Acta Haematol. 2018;140(3):131-140. doi: 10.1159/000492146. Epub 2018 Sep 25.
The second-generation CD19-chimeric antigen receptor (CAR)-T co-stimulatory domain that is commonly used in clinical practice is CD28 or 4-1BB. Previous studies have shown that the persistence of CAR-T in the 4-1BB co-stimulatory domain appears to be longer.
The expression profile data of GSE65856 were obtained from GEO database. After data preprocessing, the differentially expressed genes (DEGs) between the mock CAR versus CD19-28z CAR T cells and mock CAR versus CD19-BBz CAR T cells were identified using the limma package. Subsequently, functional enrichment analysis of DEGs was performed using the DAVID tool. Then, the protein-protein international (PPI) network of these DEGs was visualized by Cytoscape, and the miRNA-target gene-disease regulatory networks were predicted using Webgestal.
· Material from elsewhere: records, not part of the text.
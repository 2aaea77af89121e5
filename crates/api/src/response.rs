//! API response types.

use serde::Serialize;

/// Confirmation message returned by mutating endpoints.
#[derive(Debug, Serialize)]
pub struct MessageResponse {
    pub message: String,
}

impl MessageResponse {
    /// Create a message response.
    pub fn new(message: impl Into<String>) -> Self {
        Self {
            message: message.into(),
        }
    }
}
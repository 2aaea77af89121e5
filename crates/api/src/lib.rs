//! HTTP API layer for likeboard.
//!
//! This crate provides the REST API for liking posts:
//!
//! - **Endpoints**: like, unlike, and list likes of a post
//! - **Extractors**: Authenticated caller identity
//! - **Middleware**: Bearer JWT authentication
//!
//! Built on Axum 0.8 with Tower middleware stack.

pub mod endpoints;
pub mod extractors;
pub mod middleware;
pub mod response;

pub use endpoints::{app, router};
pub use middleware::AppState;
A total of 18 common DEGs, 6 CD19-28z specific DEGs and 206 CD19-BBz specific DEGs were identified. Among CD19-28z specific DEGs, down-regulated PAX5 might be an important node in the PPI network and could be targeted by miR-496. In CD19-BBz group, JUN was a hub node in the PPI network and involved in the regulations of miR520D - early growth response gene 3 (EGR3)-JUN and mi-R489-AT-rich interaction domain 5A (ARID5A)-JUN networks.
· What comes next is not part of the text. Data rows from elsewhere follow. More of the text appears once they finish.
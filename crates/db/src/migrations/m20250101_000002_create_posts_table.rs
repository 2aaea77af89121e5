//! Create posts table migration.

use sea_orm_migration::prelude::*;

#[derive(DeriveMigrationName)]
pub struct Migration;

#[async_trait::async_trait]
impl MigrationTrait for Migration {
    async fn up(&self, manager: &SchemaManager) -> Result<(), DbErr> {
        manager
            .create_table(
                Table::create()
                    .table(Posts::Table)
                    .if_not_exists()
                    .col(
                        ColumnDef::new(Posts::Id)
                            .integer()
                            .not_null()
                            .auto_increment()
                            .primary_key(),
                    )
                    .col(ColumnDef::new(Posts::AuthorId).integer().not_null())
                    .col(ColumnDef::new(Posts::Title).string_len(256).not_null())
                    .col(ColumnDef::new(Posts::Body).text().not_null())
                    .col(
                        ColumnDef::new(Posts::CreatedAt)
                            .timestamp_with_time_zone()
                            .not_null()
                            .default(Expr::current_timestamp()),
                    )
                    .foreign_key(
                        ForeignKey::create()
                            .name("fk_posts_author")
                            .from(Posts::Table, Posts::AuthorId)
                            .to(Users::Table, Users::Id)
                            .on_delete(ForeignKeyAction::Cascade),
                    )
                    .to_owned(),
            )
            .await?;

        // Index: author_id (for listing a user's posts)
        manager
            .create_index(
                Index::create()
                    .name("idx_posts_author_id")
                    .table(Posts::Table)
                    .col(Posts::AuthorId)
                    .to_owned(),
            )
            .await?;

        Ok(())
    }

    async fn down(&self, manager: &SchemaManager) -> Result<(), DbErr> {
        manager
            .drop_table(Table::drop().table(Posts::Table).to_owned())
            .await
    }
}

#[derive(Iden)]
enum Posts {
    Table,
    Id,
    AuthorId,
    Title,
    Body,
    CreatedAt,
}

#[derive(Iden)]
enum Users {
    Table,
    Id,
}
The 4-1BB co-stimulatory domain might play in important role in the treatment of CAR-T via miR-520D-EGR3-JUN and miR489-ARID5A-JUN regulation network, while CD28 had a negative effect on CAR-T treatment.
临床实践中常用的第二代CD19嵌合抗原受体(CAR)-T共刺激结构域是CD28或4-1BB。先前的研究表明,4-1BB共刺激结构域中的CAR-T持久性似乎更长。
从GEO数据库获得GSE65856的表达谱数据。经过数据预处理后,使用limma软件包鉴定了空载CAR与CD19-28z CAR T细胞之间以及空载CAR与CD19-BBz CAR T细胞之间的差异表达基因(DEG)。随后,使用DAVID工具对DEG进行功能富集分析。然后,通过Cytoscape可视化这些DEG的蛋白质-蛋白质相互作用(PPI)网络,并使用Webgestal预测miRNA-靶基因-疾病调控网络。
共鉴定出18个常见DEG、6个CD19-28z特异性DEG和206个CD19-BBz特异性DEG。在CD19-28z特异性DEG中,下调的PAX5可能是PPI网络中的重要节点,并且可能被miR-496靶向。在CD19-BBz组中,JUN是PPI网络中的枢纽节点,并参与miR520D-早期生长反应基因3(EGR3)-JUN和mi-R489-富含AT的相互作用结构域5A(ARID5A)-JUN网络的调控。
4-1BB共刺激结构域可能通过miR-520D-EGR3-JUN和miR489-ARID5A-JUN调控网络在CAR-T治疗中发挥重要作用,而CD28对CAR-T治疗有负面影响。